━━━ Supplied data ━━━
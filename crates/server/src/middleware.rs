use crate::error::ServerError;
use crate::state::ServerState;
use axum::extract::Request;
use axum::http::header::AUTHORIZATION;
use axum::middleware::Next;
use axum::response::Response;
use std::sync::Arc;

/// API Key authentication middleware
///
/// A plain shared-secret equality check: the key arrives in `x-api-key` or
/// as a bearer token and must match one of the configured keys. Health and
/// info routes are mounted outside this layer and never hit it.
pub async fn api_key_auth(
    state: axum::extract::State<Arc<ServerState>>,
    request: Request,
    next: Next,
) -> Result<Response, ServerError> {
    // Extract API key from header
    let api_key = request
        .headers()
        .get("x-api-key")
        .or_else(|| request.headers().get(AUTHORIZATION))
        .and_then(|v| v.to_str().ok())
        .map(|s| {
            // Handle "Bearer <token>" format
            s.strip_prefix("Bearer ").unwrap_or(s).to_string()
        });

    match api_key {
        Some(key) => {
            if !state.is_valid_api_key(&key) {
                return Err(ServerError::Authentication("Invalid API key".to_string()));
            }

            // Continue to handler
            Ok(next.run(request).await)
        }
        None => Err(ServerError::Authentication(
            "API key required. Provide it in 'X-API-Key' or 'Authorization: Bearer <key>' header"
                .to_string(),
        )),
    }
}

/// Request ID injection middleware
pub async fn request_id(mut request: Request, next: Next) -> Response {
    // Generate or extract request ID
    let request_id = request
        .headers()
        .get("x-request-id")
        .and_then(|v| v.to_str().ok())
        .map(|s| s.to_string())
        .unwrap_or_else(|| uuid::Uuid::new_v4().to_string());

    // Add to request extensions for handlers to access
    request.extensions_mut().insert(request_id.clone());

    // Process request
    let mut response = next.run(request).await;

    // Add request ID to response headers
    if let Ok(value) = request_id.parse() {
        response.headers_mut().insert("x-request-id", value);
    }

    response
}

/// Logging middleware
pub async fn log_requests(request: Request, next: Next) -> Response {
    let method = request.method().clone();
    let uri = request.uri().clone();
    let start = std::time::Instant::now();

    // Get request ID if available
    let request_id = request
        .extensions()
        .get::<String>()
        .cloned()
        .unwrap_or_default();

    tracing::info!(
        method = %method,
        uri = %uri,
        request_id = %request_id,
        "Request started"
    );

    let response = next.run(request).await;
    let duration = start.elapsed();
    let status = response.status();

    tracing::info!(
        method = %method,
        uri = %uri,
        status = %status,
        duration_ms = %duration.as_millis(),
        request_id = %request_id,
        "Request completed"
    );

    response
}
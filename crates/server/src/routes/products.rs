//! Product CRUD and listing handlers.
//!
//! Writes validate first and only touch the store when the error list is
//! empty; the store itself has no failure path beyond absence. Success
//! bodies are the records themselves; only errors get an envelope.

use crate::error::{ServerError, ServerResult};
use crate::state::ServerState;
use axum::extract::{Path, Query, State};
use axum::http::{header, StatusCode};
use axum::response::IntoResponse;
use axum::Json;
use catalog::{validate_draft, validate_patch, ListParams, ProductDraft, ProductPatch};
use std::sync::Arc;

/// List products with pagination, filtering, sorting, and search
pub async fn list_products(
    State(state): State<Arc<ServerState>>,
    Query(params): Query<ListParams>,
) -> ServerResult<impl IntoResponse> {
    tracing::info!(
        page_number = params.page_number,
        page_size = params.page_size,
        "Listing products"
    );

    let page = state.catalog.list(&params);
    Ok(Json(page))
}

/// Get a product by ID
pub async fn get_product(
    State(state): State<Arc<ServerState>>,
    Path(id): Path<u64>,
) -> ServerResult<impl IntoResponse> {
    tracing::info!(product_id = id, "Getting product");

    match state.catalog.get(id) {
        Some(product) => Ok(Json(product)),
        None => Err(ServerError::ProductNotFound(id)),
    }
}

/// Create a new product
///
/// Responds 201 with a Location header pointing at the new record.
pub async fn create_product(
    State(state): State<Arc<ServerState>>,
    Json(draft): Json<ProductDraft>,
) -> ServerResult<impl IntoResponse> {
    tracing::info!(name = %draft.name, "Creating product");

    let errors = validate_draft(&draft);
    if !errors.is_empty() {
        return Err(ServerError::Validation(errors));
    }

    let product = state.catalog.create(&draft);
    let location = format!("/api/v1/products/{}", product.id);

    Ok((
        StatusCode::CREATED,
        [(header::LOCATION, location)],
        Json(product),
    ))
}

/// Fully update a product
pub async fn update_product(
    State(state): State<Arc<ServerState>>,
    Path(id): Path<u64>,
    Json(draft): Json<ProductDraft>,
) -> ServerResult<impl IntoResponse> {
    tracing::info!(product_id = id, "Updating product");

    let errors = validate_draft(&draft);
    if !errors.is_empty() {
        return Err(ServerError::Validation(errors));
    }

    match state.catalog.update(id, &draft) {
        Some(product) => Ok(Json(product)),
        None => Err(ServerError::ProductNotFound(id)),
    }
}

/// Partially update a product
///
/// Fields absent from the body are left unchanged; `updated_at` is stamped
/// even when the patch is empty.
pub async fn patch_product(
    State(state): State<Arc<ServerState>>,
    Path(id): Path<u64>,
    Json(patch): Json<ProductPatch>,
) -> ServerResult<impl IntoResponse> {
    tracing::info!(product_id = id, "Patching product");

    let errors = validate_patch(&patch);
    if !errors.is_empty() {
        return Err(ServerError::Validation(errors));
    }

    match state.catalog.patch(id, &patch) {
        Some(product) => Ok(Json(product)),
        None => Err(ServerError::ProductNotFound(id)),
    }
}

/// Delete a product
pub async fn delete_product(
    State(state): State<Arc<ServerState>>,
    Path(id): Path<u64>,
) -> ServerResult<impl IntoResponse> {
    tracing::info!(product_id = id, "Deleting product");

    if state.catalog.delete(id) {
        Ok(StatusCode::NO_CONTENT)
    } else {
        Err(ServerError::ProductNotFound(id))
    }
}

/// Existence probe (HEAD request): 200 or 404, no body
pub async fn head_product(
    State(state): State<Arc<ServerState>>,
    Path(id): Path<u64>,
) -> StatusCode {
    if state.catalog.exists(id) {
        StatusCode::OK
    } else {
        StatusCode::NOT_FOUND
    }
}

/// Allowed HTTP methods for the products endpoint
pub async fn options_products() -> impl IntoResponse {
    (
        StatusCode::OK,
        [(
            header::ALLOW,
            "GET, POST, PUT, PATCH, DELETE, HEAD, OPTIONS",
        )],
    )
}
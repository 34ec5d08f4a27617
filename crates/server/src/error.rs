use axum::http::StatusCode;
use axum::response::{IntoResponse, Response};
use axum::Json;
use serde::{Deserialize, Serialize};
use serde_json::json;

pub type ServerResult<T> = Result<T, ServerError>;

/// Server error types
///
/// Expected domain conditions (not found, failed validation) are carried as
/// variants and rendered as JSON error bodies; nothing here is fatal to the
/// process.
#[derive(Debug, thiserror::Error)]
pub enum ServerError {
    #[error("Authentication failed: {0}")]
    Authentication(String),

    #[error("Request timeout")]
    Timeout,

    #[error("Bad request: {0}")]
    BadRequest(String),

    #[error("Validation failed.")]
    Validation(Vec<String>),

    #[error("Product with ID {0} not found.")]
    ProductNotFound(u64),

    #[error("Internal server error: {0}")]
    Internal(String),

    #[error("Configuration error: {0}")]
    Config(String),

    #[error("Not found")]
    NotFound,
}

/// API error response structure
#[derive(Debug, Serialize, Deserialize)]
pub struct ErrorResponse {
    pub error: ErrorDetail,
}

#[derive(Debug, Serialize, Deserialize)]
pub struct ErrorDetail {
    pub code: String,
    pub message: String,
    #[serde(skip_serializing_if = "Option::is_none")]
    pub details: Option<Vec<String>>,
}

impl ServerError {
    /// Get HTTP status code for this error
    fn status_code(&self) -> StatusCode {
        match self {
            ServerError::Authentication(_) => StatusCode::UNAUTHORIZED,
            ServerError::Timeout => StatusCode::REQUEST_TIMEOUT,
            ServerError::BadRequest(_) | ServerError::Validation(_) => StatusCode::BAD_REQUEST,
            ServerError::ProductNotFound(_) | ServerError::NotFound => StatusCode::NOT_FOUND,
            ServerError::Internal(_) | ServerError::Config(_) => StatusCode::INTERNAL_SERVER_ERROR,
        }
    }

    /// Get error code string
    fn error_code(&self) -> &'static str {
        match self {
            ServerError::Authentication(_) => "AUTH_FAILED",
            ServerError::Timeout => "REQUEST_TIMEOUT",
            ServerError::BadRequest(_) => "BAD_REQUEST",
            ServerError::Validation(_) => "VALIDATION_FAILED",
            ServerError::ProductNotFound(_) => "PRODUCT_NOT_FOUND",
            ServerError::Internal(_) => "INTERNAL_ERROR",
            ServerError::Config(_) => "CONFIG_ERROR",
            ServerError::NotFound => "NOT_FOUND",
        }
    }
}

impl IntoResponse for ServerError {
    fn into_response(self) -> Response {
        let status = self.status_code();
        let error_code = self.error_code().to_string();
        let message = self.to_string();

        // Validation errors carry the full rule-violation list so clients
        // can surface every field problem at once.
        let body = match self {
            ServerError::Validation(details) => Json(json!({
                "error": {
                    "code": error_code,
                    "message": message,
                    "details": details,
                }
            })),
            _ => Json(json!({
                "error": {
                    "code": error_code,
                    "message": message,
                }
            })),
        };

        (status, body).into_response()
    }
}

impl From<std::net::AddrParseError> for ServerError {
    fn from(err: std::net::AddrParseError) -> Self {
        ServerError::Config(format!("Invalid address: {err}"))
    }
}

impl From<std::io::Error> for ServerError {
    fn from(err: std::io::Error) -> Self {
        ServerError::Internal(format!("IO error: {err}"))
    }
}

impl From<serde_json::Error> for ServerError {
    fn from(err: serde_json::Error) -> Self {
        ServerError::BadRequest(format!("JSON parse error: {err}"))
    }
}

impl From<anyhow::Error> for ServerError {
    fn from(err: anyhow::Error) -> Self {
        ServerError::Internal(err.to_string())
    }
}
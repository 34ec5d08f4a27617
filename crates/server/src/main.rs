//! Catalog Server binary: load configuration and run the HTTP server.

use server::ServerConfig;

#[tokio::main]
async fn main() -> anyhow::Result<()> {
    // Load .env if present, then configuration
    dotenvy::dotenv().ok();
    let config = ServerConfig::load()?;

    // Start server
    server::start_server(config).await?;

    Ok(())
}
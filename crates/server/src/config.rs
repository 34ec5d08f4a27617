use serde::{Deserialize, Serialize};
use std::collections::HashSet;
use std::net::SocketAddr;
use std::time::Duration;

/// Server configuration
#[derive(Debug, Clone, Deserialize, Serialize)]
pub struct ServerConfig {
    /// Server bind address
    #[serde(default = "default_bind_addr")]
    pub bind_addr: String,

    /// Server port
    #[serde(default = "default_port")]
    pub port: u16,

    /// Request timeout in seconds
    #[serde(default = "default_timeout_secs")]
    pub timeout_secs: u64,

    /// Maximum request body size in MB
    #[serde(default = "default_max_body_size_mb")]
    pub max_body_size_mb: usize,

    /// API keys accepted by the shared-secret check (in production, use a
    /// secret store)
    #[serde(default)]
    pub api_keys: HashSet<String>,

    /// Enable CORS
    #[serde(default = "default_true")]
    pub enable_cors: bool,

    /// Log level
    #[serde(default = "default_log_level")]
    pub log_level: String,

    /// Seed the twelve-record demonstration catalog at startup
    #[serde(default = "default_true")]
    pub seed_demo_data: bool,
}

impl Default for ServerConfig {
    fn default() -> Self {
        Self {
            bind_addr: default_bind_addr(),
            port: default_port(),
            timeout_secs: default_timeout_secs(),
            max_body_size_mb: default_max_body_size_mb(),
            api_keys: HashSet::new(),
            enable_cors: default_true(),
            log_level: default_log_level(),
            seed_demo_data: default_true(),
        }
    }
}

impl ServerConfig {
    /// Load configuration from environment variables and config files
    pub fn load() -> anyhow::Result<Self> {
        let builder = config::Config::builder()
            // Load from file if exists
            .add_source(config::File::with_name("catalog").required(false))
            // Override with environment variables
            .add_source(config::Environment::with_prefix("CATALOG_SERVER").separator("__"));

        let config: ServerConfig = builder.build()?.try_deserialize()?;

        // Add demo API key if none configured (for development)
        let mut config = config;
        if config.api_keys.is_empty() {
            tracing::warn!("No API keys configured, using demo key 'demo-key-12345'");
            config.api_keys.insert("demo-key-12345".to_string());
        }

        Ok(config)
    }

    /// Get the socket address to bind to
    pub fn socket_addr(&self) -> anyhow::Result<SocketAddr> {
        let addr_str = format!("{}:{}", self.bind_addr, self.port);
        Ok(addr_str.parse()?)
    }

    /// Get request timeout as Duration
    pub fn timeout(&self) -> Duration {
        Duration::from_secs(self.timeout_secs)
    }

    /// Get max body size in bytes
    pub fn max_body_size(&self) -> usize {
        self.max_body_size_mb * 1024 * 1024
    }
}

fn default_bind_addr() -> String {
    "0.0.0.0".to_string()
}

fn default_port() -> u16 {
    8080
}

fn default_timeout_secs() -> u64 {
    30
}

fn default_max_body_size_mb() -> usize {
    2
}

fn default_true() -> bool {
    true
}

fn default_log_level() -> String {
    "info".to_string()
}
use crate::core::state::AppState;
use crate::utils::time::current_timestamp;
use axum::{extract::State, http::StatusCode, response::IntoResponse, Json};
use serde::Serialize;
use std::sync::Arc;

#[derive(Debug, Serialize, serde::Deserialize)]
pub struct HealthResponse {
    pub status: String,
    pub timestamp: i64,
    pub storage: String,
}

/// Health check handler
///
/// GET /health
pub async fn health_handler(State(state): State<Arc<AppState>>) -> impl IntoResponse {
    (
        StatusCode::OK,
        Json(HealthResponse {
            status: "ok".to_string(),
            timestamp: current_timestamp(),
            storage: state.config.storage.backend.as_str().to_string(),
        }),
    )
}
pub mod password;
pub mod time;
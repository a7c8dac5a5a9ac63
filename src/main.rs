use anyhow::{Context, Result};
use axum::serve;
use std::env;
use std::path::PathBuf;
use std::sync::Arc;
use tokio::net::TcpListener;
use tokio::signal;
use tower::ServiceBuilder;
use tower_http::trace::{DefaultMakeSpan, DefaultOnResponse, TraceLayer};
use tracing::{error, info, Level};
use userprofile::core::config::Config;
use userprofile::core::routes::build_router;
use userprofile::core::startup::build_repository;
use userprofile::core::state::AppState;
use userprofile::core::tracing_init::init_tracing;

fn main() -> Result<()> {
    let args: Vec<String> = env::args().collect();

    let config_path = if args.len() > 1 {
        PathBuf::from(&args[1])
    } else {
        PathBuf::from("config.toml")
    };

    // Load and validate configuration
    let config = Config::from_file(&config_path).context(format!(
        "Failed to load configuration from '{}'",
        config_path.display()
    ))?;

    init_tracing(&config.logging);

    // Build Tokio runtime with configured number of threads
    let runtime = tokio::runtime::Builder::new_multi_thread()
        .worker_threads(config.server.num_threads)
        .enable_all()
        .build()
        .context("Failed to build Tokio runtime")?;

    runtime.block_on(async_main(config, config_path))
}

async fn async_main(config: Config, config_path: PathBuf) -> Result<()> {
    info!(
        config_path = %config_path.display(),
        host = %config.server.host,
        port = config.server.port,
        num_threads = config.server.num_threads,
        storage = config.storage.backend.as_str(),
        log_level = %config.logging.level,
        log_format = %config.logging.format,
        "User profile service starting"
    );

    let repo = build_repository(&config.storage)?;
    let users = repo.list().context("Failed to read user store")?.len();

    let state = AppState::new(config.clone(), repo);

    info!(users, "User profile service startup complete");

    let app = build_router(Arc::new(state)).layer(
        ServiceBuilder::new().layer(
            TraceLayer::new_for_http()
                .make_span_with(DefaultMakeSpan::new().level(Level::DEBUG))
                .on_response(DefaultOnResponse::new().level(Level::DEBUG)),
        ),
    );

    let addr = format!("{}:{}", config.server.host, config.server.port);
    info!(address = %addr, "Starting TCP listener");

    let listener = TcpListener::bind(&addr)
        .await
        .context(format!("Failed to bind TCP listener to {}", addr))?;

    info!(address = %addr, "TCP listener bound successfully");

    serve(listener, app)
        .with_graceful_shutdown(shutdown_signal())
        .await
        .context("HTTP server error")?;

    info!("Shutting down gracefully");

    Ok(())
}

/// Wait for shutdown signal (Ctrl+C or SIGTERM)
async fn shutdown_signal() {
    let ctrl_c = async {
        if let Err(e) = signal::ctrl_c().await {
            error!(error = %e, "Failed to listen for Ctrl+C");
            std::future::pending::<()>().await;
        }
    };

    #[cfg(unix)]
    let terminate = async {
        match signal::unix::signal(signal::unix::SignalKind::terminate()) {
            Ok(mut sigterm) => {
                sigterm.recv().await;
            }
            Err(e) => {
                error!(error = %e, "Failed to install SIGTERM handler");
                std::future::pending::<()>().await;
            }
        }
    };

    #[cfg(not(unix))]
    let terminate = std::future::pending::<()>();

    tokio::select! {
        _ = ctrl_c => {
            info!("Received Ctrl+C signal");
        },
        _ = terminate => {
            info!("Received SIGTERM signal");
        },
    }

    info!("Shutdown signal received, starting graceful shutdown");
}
━━━
> [Exercise directions] Only those lines of the entries above that run from the line containing "fn from(err: serde_json::Error)" to the line containing "pub struct ServerConfig", both included, should be transcribed exactly.

> [Solution for this problem]
    fn from(err: serde_json::Error) -> Self {
        ServerError::BadRequest(format!("JSON parse error: {err}"))
    }
}

impl From<anyhow::Error> for ServerError {
    fn from(err: anyhow::Error) -> Self {
        ServerError::Internal(err.to_string())
    }
}
repository 34ec5d08f4a27617
filename crates/server/src/main.rs
//! Catalog Server binary: load configuration and run the HTTP server.

use server::ServerConfig;

#[tokio::main]
async fn main() -> anyhow::Result<()> {
    // Load .env if present, then configuration
    dotenvy::dotenv().ok();
    let config = ServerConfig::load()?;

    // Start server
    server::start_server(config).await?;

    Ok(())
}
filename crates/server/src/config.rs
repository 34ec5d08f4a27617
use serde::{Deserialize, Serialize};
use std::collections::HashSet;
use std::net::SocketAddr;
use std::time::Duration;

/// Server configuration
#[derive(Debug, Clone, Deserialize, Serialize)]
pub struct ServerConfig {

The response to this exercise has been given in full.